9. The method of claim 1, wherein a dimensionality reduction procedure is applied among the PFs of the series of incoming objects to produce their FV components for the predicting step.
10. The method of claim 1, wherein the placing of a LFV in a given one of the SRs involves, in case the given SR contains at least a set quota of LFVs to be held in it, elimination of one or more LFVs from that given SR.
11. The method of claim 10, wherein the LFVs eliminated from the given SR includes the LFV that had been longest in that SR.
12. The method of claim 10, wherein among the LFVs eliminated from the given SR is,
in case there are one or more LFVs in that SR that have been there for at least a defined duration, the LFV that had been longest in that SR,
and otherwise, the LFV whose associated strength factor is lowest among the LFVs within that SR.

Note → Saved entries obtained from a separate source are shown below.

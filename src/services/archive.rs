use std::fs::File;
use std::io;
use std::path::Path;

use zip::ZipArchive;

use crate::errors::{LauncherError, Result};
use crate::utils::paths::is_safe_relative_path;

#[derive(Clone, Copy, Debug)]
pub struct UnzipProgress {
    pub unzipped_bytes: u64,
    pub total_bytes: u64,
    pub percent: f64,
}

pub type UnzipObserver = dyn Fn(UnzipProgress) + Send + Sync;

/// Archive capability consumed by the install pipeline. Implementations are
/// blocking; callers run them on a worker thread.
pub trait ArchiveExtractor: Send + Sync {
    /// Full read pass over every entry; corrupt data fails here before the
    /// install directory is touched.
    fn validate(&self, archive: &Path) -> Result<()>;

    /// Extracts into `destination`, creating intermediate directories.
    /// Entries with absolute or parent-escaping paths are skipped.
    fn extract(
        &self,
        archive: &Path,
        destination: &Path,
        on_progress: &(dyn Fn(UnzipProgress) + Send + Sync + '_),
    ) -> Result<()>;
}

pub struct ZipExtractor;

impl ZipExtractor {
    fn open(archive: &Path) -> Result<ZipArchive<File>> {
        let file = File::open(archive)?;
        ZipArchive::new(file)
            .map_err(|err| LauncherError::Archive(format!("{}: {}", archive.display(), err)))
    }
}

impl ArchiveExtractor for ZipExtractor {
    fn validate(&self, archive: &Path) -> Result<()> {
        let mut zip = Self::open(archive)?;
        for index in 0..zip.len() {
            let mut entry = zip
                .by_index(index)
                .map_err(|err| LauncherError::Archive(err.to_string()))?;
            // Reading to the end checks the stored CRC.
            io::copy(&mut entry, &mut io::sink()).map_err(|err| {
                LauncherError::Archive(format!("corrupt entry {}: {}", entry.name(), err))
            })?;
        }
        Ok(())
    }

    fn extract(
        &self,
        archive: &Path,
        destination: &Path,
        on_progress: &(dyn Fn(UnzipProgress) + Send + Sync + '_),
    ) -> Result<()> {
        let mut zip = Self::open(archive)?;

        let mut total_bytes = 0u64;
        for index in 0..zip.len() {
            let entry = zip
                .by_index(index)
                .map_err(|err| LauncherError::Archive(err.to_string()))?;
            total_bytes += entry.size();
        }

        let mut unzipped_bytes = 0u64;
        for index in 0..zip.len() {
            let mut entry = zip
                .by_index(index)
                .map_err(|err| LauncherError::Archive(err.to_string()))?;
            let name = entry.name().replace('\\', "/");
            if name.is_empty() {
                continue;
            }
            let entry_path = Path::new(&name);
            if !is_safe_relative_path(entry_path) {
                tracing::warn!("skipping unsafe archive entry: {}", name);
                continue;
            }

            let out_path = destination.join(entry_path);
            if entry.is_dir() {
                std::fs::create_dir_all(&out_path)?;
                continue;
            }
            if let Some(parent) = out_path.parent() {
                std::fs::create_dir_all(parent)?;
            }
            let mut outfile = File::create(&out_path)?;
            io::copy(&mut entry, &mut outfile).map_err(|err| {
                LauncherError::Archive(format!("corrupt entry {}: {}", name, err))
            })?;

            unzipped_bytes += entry.size();
            let percent = if total_bytes == 0 {
                100.0
            } else {
                (unzipped_bytes as f64 / total_bytes as f64) * 100.0
            };
            on_progress(UnzipProgress {
                unzipped_bytes,
                total_bytes,
                percent,
            });
        }

        Ok(())
    }
}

13. The method of claim 10, wherein
in response to an incident where predicted and actual labels for the given object do not match, the set quota of LFVs to be held in the SRs associated with the predicted and/or actual labels for that given object is decreased, and/or
in response to an incident where predicted and actual labels for the given object match, the set quota of LFVs to be held in the SRs associated with the label predicted for that given object is increased.

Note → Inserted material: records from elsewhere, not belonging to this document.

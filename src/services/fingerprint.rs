use std::collections::BTreeMap;
use std::fs::{self, File};
use std::io::Read;
use std::path::{Path, PathBuf};

use sha2::{Digest, Sha256};

use crate::errors::{LauncherError, Result};
use crate::models::FileChecksumMap;
use crate::utils::file::write_atomic;

/// Computes a content checksum for every regular file under `root`, keyed by
/// the file's root-relative path with `/` separators.
///
/// Directories are not entries. Any unreadable file or directory fails the
/// whole operation; downstream planning cannot work with partial maps.
pub fn fingerprint_tree(root: &Path) -> Result<FileChecksumMap> {
    let mut map = BTreeMap::new();
    walk(root, root, &mut map)?;
    Ok(map)
}

/// `fingerprint_tree` on a blocking worker, for use from async pipelines.
pub async fn snapshot_tree(root: PathBuf) -> Result<FileChecksumMap> {
    tokio::task::spawn_blocking(move || fingerprint_tree(&root))
        .await
        .map_err(|err| LauncherError::Config(format!("fingerprint worker failed: {err}")))?
}

fn walk(root: &Path, dir: &Path, map: &mut FileChecksumMap) -> Result<()> {
    for entry in fs::read_dir(dir)? {
        let entry = entry?;
        let file_type = entry.file_type()?;
        let path = entry.path();
        if file_type.is_dir() {
            walk(root, &path, map)?;
        } else if file_type.is_file() {
            map.insert(relative_key(root, &path)?, hash_file(&path)?);
        }
    }
    Ok(())
}

fn relative_key(root: &Path, path: &Path) -> Result<String> {
    let relative = path.strip_prefix(root).map_err(|_| {
        LauncherError::Config(format!("{} is outside the tree root", path.display()))
    })?;
    let parts: Vec<String> = relative
        .components()
        .map(|part| part.as_os_str().to_string_lossy().to_string())
        .collect();
    Ok(parts.join("/"))
}

/// SHA-256 over the full file content, lowercase hex.
pub fn hash_file(path: &Path) -> Result<String> {
    let mut file = File::open(path)?;
    let mut hasher = Sha256::new();
    let mut buffer = vec![0_u8; 1024 * 1024];
    loop {
        let read = file.read(&mut buffer)?;
        if read == 0 {
            break;
        }
        hasher.update(&buffer[..read]);
    }
    Ok(hex::encode(hasher.finalize()))
}

/// Writes the offline snapshot artifact: a JSON object mapping relative path
/// to hex checksum, UTF-8.
pub fn write_snapshot(path: &Path, map: &FileChecksumMap) -> Result<()> {
    let payload = serde_json::to_vec_pretty(map)?;
    write_atomic(path, &payload)?;
    Ok(())
}

pub fn load_snapshot(path: &Path) -> Result<FileChecksumMap> {
    let raw = fs::read_to_string(path)?;
    Ok(serde_json::from_str(&raw)?)
}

14. The method of claim 10, wherein,
in response to an incident where predicted and actual labels for the given object do not match, the set quota of LFVs to be held in each of the array of SRs is decreased, and/or
in response to an incident where predicted and actual labels for the given object match, the set quota of LFVs to be held in each of the array of SRs is increased.

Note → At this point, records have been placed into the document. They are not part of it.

use std::fs::{self, File};
use std::io::{self, Write};
use std::path::Path;

/// Write via a temp file + rename so readers never observe a half-written
/// file.
pub fn write_atomic(path: &Path, contents: &[u8]) -> io::Result<()> {
    let temp_path = path.with_extension("tmp");
    if let Some(parent) = temp_path.parent() {
        fs::create_dir_all(parent)?;
    }
    let mut file = File::create(&temp_path)?;
    file.write_all(contents)?;
    file.sync_all()?;
    drop(file);
    fs::rename(temp_path, path)?;
    Ok(())
}

/// Removal that treats an already-absent file as success.
pub fn remove_file_if_exists(path: &Path) -> io::Result<()> {
    match fs::remove_file(path) {
        Ok(()) => Ok(()),
        Err(err) if err.kind() == io::ErrorKind::NotFound => Ok(()),
        Err(err) => Err(err),
    }
}

/// Removal that treats an already-absent directory as success.
pub fn remove_dir_if_exists(path: &Path) -> io::Result<()> {
    match fs::remove_dir_all(path) {
        Ok(()) => Ok(()),
        Err(err) if err.kind() == io::ErrorKind::NotFound => Ok(()),
        Err(err) => Err(err),
    }
}

pub fn dir_size(path: &Path) -> io::Result<u64> {
    let mut total = 0;
    for entry in fs::read_dir(path)? {
        let entry = entry?;
        let metadata = entry.metadata()?;
        if metadata.is_dir() {
            total += dir_size(&entry.path())?;
        } else {
            total += metadata.len();
        }
    }
    Ok(total)
}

15. The method of claim 2, wherein the set of discrete labels involves a neutral default class, which is predicted in cases where
at least some of said vector distance metrics are within a defined threshold from each other, and/or
there are insufficient amounts of LFVs in the array of SRs.
16. The method of claim 1, involving a procedure of forming at least one multidimensional PF (MPF), said procedure comprising:
assigning as a value for one dimension of the MPF a present value of an observable attribute associated with the series of incoming objects, said one dimension referred to as a primary component, and assigning as a value for a further dimension of the MPF at least one of:
a) a measure of difference between present and previous values of the primary component, said measure referred to as a delta component, and
b) a result of a defined computation between values of different PFs of the FV,
where such MPF dimensions are considered as independent PFs for the predicting step.
17. The method of claim 16, involving assigning as values for one or more additional dimensions for the MPF one or more of the following:
a measure of difference between present and previous value of the delta component of the of the MPF,
a measure of difference between the present and a set of previous values of the primary component of the MPF,
a measure of difference between (i) the present and one set of previous values of the primary component of the MPF and (ii) the present and another set of previous values of the primary component of the MPF, and/or
a computation based on values of any of the aforementioned dimensions of the MPF.
18. The method of claim 16, where each PF, including each MPF dimension, is assigned its respective relevance factor (RF), and where, for the predicting step, said dimension-specific RFs are used as scaling factors of their respective contributions for the vector distance metrics between FV of the given object and the LFVs placed in their respective SRs of the array.
19. The method of claim 18, where
per each given MPF dimension, a dimension-specific prediction for the label is made such that considers just the projections of the distances from the given object FV to the LFVs along its specific dimension, and
the respective RF for any given dimension of the MPF is adjusted based on whether actual labels for the series of incoming objects match the respective dimension-specific predictions thereof.
20. A system implementing the method of claim 16.